Son premier atelier, installé à Paris, rencontre un certain succès, et l’amène en 1963 à s’installer au Patis, en créant la S.A. Editions d’Art de Rambouillet.

Pourquoi Rambouillet ? Parce que le nom lui semble correspondre à une certaine image de luxe, et que son projet repose sur un concept marketing très élaboré :

La sérigraphie :

Tout part du cliché de la tapisserie à reproduire, généralement acheté au Musée qui détient l’original. Les premières sont choisies au Musée de Cluny : mille-fleurs de l’école de la Loire, collection de la Dame à la Licorne, cartons des Flandres…

Georges Boitard, le directeur artistique les choisit en fonction de critères artistiques, mais également techniques : nombre de couleurs, nuances à respecter, usure de l’original etc…

Le cliché, agrandi à la taille choisie pour la reproduction – généralement 70 à 80% de l’original – est ensuite étendu sur le grand plateau de verre d’une table lumineuse. G.Boitard et deux artistes réalisent alors, à la main, un calque par couleur : 6 pour des modèles simples, de petite taille, les « classiques » et jusqu’à 12 pour les grandes les « numérotées ».

Il suffit ensuite de reproduire par solarisation chaque calque sur un écran de soie tendu dans un cadre de bois.

L’atelier dispose d’une grande table sur laquelle on peut dérouler une bande de 50m d’un tissu qu’il a fallu sélectionner après bien des essais. Il lui faut une trame qui donne à la tapisserie un relief qui la rapproche d’une tapisserie tissée, et qui absorbe rapidement la peinture, sans bavure.

Deux ouvriers, situés de chaque côté de la table vont placer le cadre de la première couleur, la passer à la raclette, déplacer le cadre à l’emplacement d’une seconde tapisserie, et recommencer l’opération sur toute la longueur de la table.
C’est la technique d’impression au cadre plat, inventée à Lyon vers 1850, d’où son appellation encore usitée de « cadres à la lyonnaise ».

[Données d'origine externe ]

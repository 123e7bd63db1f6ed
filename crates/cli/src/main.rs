use std::io::{self, BufRead, Write};

use anyhow::Result;
use clap::Parser;
use tracing_subscriber::EnvFilter;

use expense_tracker_core::backend::http::HttpBackend;
use expense_tracker_core::models::currency::SUPPORTED_CURRENCIES;
use expense_tracker_core::ExpenseTracker;

mod commands;
mod prompt;

use commands::Command;
use prompt::TerminalPrompt;

/// Terminal client for the expense tracker backend.
#[derive(Debug, Parser)]
#[command(name = "expenses", version, about)]
struct Args {
    /// Base URL of the expense backend
    #[arg(long, env = "EXPENSE_API_URL", default_value = "http://localhost:8081")]
    server_url: String,
}

fn init_logging() {
    let filter = EnvFilter::try_from_default_env().unwrap_or_else(|_| EnvFilter::new("warn"));
    tracing_subscriber::fmt()
        .with_env_filter(filter)
        .with_target(false)
        .init();
}

#[tokio::main]
async fn main() -> Result<()> {
    let args = Args::parse();
    init_logging();

    tracing::info!(server_url = %args.server_url, "Connecting to expense backend");

    let backend = HttpBackend::new(args.server_url);
    let mut app = ExpenseTracker::new(Box::new(backend), Box::new(TerminalPrompt));

    app.init().await;
    draw(&app);
    print_hint();

    let stdin = io::stdin();
    loop {
        print!("> ");
        let _ = io::stdout().flush();

        let mut line = String::new();
        if stdin.lock().read_line(&mut line)? == 0 {
            break; // EOF
        }
        if line.trim().is_empty() {
            continue;
        }

        match Command::parse(&line) {
            Some(Command::Add {
                amount,
                currency,
                description,
            }) => {
                app.form_mut().fill(&amount, &currency, &description);
                app.add_expense().await;
                draw(&app);
            }
            Some(Command::Delete(id)) => {
                app.delete_expense(id).await;
                draw(&app);
            }
            Some(Command::Refresh) => {
                app.refresh().await;
                draw(&app);
            }
            Some(Command::Help) => print_help(),
            Some(Command::Quit) => break,
            None => println!("Unknown command. Type 'help' for usage."),
        }
    }

    Ok(())
}

/// Redraw the whole page: both regions plus the form's submit control.
fn draw(app: &ExpenseTracker) {
    let page = app.page();
    println!();
    println!("{}", page.budget.content());
    println!();
    println!("{}", page.expenses.content());
    println!();
    println!("[{}]", page.form.submit_label());
}

fn print_hint() {
    println!("Type 'help' for commands.");
}

fn print_help() {
    println!("Commands:");
    println!("  add <amount> <currency> <description…>   record a new expense");
    println!("  delete <id>                              remove an expense");
    println!("  refresh                                  re-fetch budget and expenses");
    println!("  help                                     show this message");
    println!("  quit                                     leave");
    println!();
    println!("Currencies with conversion rates: {}", SUPPORTED_CURRENCIES.join(", "));
}
use chrono::{DateTime, Utc};
use serde::{Deserialize, Serialize};

/// A single recorded spend, as stored by the backend.
///
/// **Ownership**: the backend owns every `Expense`. The client only ever
/// holds a transient copy from the last successful fetch and never
/// mutates one locally — a record is immutable once created, except via
/// deletion by its server-assigned `id`.
#[derive(Debug, Clone, PartialEq, Serialize, Deserialize)]
#[serde(rename_all = "camelCase")]
pub struct Expense {
    /// Server-assigned unique identifier
    pub id: i64,

    /// Original amount, in `currency`
    pub amount: f64,

    /// ISO-like code of the original currency (e.g. "EUR")
    pub currency: String,

    /// The amount expressed in USD, computed by the backend
    pub converted_amount: f64,

    /// Free-text description of the spend
    pub description: String,

    /// Creation timestamp, assigned by the backend
    pub created_at: DateTime<Utc>,
}

/// Payload for creating a new expense (`POST /api/expenses`).
/// Exactly these three fields are submitted; id, converted amount, and
/// timestamp are all assigned server-side.
#[derive(Debug, Clone, PartialEq, Serialize, Deserialize)]
pub struct NewExpense {
    pub amount: f64,
    pub currency: String,
    pub description: String,
}

impl NewExpense {
    pub fn new(amount: f64, currency: impl Into<String>, description: impl Into<String>) -> Self {
        Self {
            amount,
            currency: currency.into(),
            description: description.into(),
        }
    }
}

L’ordre des peintures doit être respecté, certaines pouvant ainsi se combiner avec la teinte précédente pour donner quelques nuances supplémentaires.
En deux jours, 20 tapisseries peuvent ainsi être réalisées en même temps, sur la même table.

Découpées, les tapisseries sont ensuite étuvées pour fixer les pigments, puis elles reçoivent une doublure de jute, des barrettes de fixation, et une étiquette qui sert de certificat.
Les tapisseries les plus grandes sont réalisées en deux moitiés, assemblées ensuite de façon discrète, en suivant un détail du dessin, par Marie Thérèse et deux couturières moins expertes.

Le résultat est surprenant : avec un peu de recul il est tout à fait impossible de voir que la tapisserie n’est pas tissée, mais peinte sur une toile tissée, et les effets d’usure reproduits lui donnent l’aspect visuel d’une tapisserie ancienne, à mille lieux des couleurs vives et tranchées des tapisseries mécaniques.

Les premières étiquettes contiennent peu  d’informations, les suivantes décrivent leur fabrication (en enjolivant un peu le côté artisanal, sans évoquer l’idée de travail en série.) Toutes sont signées par A.Demay et G.Boitard.

Les productions :

Les tapisseries représenteront toujours plus de 80% de la production d’Editions d’Art qui tentera constamment de créer de nouveaux produits.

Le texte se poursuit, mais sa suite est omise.